For every point Binu makes, I can find an equal and opposite example. Pragmatic issues aside, I think, the overall topic is just one way of looking at things. More than important than size, turnover, or profitability, is quality and integrity. Any poorly focused and inconsistent enterprise operates below par. It is in this space, like war, that effort is wasted.

I've spent a lot of time thinking about this and have concluded the key reason for 3D Realms success isn't what they do right, it's what they don't do wrong. I've seen some pretty bland and mediocre performers succeed because they kept out of trouble. Likewise, the rebel genius gets hammered because where they have vision but poor execution. Here, right and wrong can get a bit hazy.

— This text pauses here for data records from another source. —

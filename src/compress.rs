//! Compression backends for rendered mode content.
//!
//! Each generation mode owns one backend, called exactly once per mode per
//! `generate()` as an opaque transform `(source, artifact name) → text`.
//! Two backends ship:
//!
//! - [`Passthrough`] — returns the source unchanged (development, testing,
//!   doc, and debug flavors).
//! - [`JsMinifier`] — a conservative whitespace/comment stripper for the
//!   production flavor.
//!
//! ## Minifier Scope
//!
//! The minifier removes line comments, block comments, trailing whitespace,
//! and blank lines. It tracks string literals (single, double, and template
//! quotes) so `//` inside a string — URLs being the common case — is never
//! treated as a comment. It does **not** attempt regex-literal detection; a
//! `//` inside a regex literal would be misread, so division followed by a
//! regex on one line is the documented limitation. Identifiers and statement
//! structure are never touched, which keeps the transform safe at the cost
//! of a few bytes.

use std::path::PathBuf;
use thiserror::Error;

/// Failure inside a compression backend.
///
/// Carries the artifact name the backend was producing so the aggregate
/// error can name the failing mode output.
#[derive(Error, Debug)]
#[error("compression of {} failed: {message}", .artifact.display())]
pub struct CompressionError {
    pub artifact: PathBuf,
    pub message: String,
}

/// Opaque per-mode transform from rendered source to artifact body.
pub trait Compressor: Send + Sync {
    fn compress(&self, source: &str, artifact: &std::path::Path) -> Result<String, CompressionError>;
}

/// No-op backend: the artifact body is the rendered source verbatim.
pub struct Passthrough;

impl Compressor for Passthrough {
    fn compress(&self, source: &str, _artifact: &std::path::Path) -> Result<String, CompressionError> {
        Ok(source.to_string())
    }
}

/// Conservative JavaScript minifier: strips comments and dead whitespace.
pub struct JsMinifier;

impl Compressor for JsMinifier {
    fn compress(&self, source: &str, _artifact: &std::path::Path) -> Result<String, CompressionError> {
        Ok(strip_comments_and_blanks(source))
    }
}

/// Lexer state while scanning for comment boundaries.
#[derive(Clone, Copy, PartialEq)]
enum State {
    Code,
    LineComment,
    BlockComment,
    Str(char), // inside a quoted literal; the char is the closing quote
}

fn strip_comments_and_blanks(source: &str) -> String {
    let mut out = String::with_capacity(source.len());
    let mut state = State::Code;
    let mut chars = source.chars().peekable();
    let mut line = String::new();

    while let Some(c) = chars.next() {
        match state {
            State::Code => match c {
                '/' => match chars.peek() {
                    Some('/') => {
                        chars.next();
                        state = State::LineComment;
                    }
                    Some('*') => {
                        chars.next();
                        state = State::BlockComment;
                    }
                    _ => line.push(c),
                },
                '"' | '\'' | '`' => {
                    state = State::Str(c);
                    line.push(c);
                }
                '\n' => flush_line(&mut out, &mut line),
                _ => line.push(c),
            },
            State::LineComment => {
                if c == '\n' {
                    state = State::Code;
                    flush_line(&mut out, &mut line);
                }
            }
            State::BlockComment => {
                if c == '*' && chars.peek() == Some(&'/') {
                    chars.next();
                    state = State::Code;
                } else if c == '\n' {
                    // keep line structure around multi-line block comments
                    flush_line(&mut out, &mut line);
                }
            }
            State::Str(quote) => {
                line.push(c);
                if c == '\\' {
                    if let Some(escaped) = chars.next() {
                        line.push(escaped);
                    }
                } else if c == quote {
                    state = State::Code;
                } else if c == '\n' && quote != '`' {
                    // unterminated plain string; fall back to code scanning
                    state = State::Code;
                }
            }
        }
    }
    flush_line(&mut out, &mut line);
    out
}

/// Append the pending line, trimmed, dropping it entirely when blank.
fn flush_line(out: &mut String, line: &mut String) {
    let trimmed = line.trim();
    if !trimmed.is_empty() {
        out.push_str(trimmed);
        out.push('\n');
    }
    line.clear();
}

Looking to the left, we have the monolithic publishers. Looking to the right, we have swarms of independents. However you cut it, competition is stiff and not going to get easier, which is why I'm not going to play the game. If you do get suckered, you just end up dancing to some untested authority and popularity. This is fine for some, but not what leaders are made of.

Some people have said I'm a bit arrogant. Arrogant in the sense that I think leadership qualities should be developed in everyone, perhaps, and that long-term success is only built on mutual success. In this, the circle of capitalism versus socialism is squared in my mind. The Romans favoured the middle way and built a fantastically succesful empire on this premise.

I agree, who we are matters.

On a slight tangent, here's a thought provoking article I turned up:

The Rebel Rules
Daring to be Your-Self in Business

by Chip Conley, A Fireside Book, Simon & Schuster, New York

It's probably not the place to mention it, but along with Daoism, Buddhism, and martial arts, I've found another philosophy has changed my outlook in a deep and meaningful way. It's focus on quality and relationships, or products and marketing, that I've been yapping on about over the past year or so is coincidental, as is it's encouragement to follow a Roman strategy of avoiding trouble and building on the positive. You may laugh, and it caused some surprise among my Japanese friends. Its name? Shinto.

Here goes nothing... *click*


"Survival fears are what's holding them back"

Call me a communist cynic or something, but from a certain pint on I'd say it's the common effect of the richer you get the greedier you get. It's not a fear of survival but a fear of making less money than possible. Once you've make 10 million on something, god forbid you'd make 3 million next time, what a disaster.

id could "bomb" 10 times and still be laughing all the way to the bank and retirement, yet the visually stunning architectural walkthrough (aka doom3) surely sounded like the safer bet.

(Should I ever end up in that situation I might do the same, I really hope not, but who knows. I hope I at least would feel dirty about it ;) )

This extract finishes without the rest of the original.